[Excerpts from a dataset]
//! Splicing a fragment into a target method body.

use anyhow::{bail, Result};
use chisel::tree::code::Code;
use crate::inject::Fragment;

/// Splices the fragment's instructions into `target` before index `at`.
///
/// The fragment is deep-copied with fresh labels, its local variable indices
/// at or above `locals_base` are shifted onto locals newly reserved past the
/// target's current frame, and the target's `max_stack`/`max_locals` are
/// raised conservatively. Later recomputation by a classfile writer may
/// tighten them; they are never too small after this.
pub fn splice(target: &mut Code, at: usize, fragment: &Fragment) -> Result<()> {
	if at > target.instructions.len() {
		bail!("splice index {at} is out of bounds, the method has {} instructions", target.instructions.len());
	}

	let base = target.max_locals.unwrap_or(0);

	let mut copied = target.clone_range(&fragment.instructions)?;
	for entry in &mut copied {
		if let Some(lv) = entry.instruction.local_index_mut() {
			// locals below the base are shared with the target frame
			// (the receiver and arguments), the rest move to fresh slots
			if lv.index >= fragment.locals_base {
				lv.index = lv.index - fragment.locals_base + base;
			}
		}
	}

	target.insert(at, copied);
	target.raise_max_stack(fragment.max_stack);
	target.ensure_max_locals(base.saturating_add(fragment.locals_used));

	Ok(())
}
---
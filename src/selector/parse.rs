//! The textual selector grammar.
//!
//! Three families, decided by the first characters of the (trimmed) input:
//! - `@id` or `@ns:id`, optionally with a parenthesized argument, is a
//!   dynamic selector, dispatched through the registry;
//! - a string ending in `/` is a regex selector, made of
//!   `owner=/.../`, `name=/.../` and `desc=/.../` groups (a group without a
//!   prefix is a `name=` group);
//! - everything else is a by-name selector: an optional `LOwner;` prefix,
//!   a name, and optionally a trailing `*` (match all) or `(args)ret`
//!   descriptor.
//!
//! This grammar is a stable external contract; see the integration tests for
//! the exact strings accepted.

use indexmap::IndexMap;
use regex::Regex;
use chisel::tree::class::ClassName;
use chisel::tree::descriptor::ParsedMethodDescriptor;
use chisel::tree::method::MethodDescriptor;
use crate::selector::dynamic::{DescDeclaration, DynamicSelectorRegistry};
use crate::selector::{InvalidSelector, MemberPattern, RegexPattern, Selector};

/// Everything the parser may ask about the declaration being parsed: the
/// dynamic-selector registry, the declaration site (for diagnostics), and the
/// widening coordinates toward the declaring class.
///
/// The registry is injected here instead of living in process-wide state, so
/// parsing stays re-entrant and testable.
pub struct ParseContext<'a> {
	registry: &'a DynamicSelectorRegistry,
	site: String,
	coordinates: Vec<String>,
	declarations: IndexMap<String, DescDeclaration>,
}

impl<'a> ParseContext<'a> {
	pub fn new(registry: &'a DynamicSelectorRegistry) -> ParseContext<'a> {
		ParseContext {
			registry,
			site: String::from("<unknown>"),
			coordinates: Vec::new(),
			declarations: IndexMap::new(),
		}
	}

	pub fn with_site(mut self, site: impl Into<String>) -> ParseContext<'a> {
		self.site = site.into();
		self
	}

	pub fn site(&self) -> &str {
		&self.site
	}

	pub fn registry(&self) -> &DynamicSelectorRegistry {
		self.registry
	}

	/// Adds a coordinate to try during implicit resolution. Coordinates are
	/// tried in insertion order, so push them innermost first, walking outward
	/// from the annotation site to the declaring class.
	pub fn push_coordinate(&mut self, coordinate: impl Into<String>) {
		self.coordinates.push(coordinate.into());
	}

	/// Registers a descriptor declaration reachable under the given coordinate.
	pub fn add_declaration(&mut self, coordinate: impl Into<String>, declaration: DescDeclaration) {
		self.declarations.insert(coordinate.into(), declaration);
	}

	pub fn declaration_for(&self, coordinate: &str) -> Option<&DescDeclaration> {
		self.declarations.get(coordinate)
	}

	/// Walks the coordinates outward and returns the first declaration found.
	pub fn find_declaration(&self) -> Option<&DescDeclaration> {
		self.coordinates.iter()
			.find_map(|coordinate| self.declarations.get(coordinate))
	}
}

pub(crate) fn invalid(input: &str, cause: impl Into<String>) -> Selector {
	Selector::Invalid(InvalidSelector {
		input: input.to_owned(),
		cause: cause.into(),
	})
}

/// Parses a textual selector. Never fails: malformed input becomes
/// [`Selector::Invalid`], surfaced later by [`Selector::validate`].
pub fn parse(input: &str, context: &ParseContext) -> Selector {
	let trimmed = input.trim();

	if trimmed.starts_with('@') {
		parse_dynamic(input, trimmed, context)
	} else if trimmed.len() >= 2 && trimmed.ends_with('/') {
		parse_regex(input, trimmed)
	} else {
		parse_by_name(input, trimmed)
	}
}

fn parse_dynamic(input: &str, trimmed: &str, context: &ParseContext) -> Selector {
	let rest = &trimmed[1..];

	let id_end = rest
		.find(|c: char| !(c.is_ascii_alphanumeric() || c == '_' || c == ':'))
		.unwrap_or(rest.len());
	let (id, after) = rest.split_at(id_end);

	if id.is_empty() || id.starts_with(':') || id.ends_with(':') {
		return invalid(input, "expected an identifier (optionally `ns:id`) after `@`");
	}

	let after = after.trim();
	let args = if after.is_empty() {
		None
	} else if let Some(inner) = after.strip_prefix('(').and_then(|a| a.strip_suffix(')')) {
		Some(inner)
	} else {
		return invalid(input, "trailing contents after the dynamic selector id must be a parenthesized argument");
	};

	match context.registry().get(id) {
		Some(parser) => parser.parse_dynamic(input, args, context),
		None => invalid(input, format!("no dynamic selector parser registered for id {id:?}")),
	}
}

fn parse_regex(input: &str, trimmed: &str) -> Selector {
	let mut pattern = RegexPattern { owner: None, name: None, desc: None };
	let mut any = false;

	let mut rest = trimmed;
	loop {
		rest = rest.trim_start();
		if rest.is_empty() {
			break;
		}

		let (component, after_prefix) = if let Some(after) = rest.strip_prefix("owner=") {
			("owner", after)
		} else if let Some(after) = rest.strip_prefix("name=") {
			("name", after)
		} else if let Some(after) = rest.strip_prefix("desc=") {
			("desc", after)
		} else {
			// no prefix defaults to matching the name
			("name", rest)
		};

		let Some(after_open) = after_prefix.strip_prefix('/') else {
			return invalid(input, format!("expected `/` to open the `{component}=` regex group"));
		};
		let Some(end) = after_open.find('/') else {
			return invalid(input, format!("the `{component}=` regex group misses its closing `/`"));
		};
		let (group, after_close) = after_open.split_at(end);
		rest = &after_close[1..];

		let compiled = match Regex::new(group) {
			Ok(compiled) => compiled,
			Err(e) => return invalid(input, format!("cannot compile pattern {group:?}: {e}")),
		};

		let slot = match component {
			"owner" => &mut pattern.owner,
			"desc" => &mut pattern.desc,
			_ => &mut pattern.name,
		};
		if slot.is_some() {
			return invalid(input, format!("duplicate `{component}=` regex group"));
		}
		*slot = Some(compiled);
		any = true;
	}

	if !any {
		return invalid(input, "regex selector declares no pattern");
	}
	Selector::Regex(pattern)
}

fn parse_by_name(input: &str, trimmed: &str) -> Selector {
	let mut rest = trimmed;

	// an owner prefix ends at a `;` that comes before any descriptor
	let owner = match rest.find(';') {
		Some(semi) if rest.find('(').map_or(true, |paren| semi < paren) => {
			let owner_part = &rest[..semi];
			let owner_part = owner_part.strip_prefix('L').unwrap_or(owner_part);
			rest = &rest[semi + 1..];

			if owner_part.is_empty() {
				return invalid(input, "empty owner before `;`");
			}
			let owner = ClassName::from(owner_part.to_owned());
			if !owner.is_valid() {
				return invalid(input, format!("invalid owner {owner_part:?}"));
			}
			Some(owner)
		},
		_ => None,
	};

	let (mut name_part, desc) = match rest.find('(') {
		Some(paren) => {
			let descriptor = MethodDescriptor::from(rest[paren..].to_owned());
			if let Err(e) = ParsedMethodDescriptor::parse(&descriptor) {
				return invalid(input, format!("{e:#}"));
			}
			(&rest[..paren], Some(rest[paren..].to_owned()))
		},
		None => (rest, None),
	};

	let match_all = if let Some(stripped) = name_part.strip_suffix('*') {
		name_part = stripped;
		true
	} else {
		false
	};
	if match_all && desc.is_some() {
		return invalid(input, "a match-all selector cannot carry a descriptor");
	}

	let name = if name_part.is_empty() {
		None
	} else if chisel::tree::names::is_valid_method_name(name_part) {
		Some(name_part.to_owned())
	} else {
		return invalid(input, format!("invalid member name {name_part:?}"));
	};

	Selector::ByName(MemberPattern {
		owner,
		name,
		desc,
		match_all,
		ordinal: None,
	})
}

§ BRIEF
All lines above in which the word "Code" occurs should be identified and copied.

§ FINISHED TASK
use chisel::tree::code::Code;
pub fn splice(target: &mut Code, at: usize, fragment: &Fragment) -> Result<()> {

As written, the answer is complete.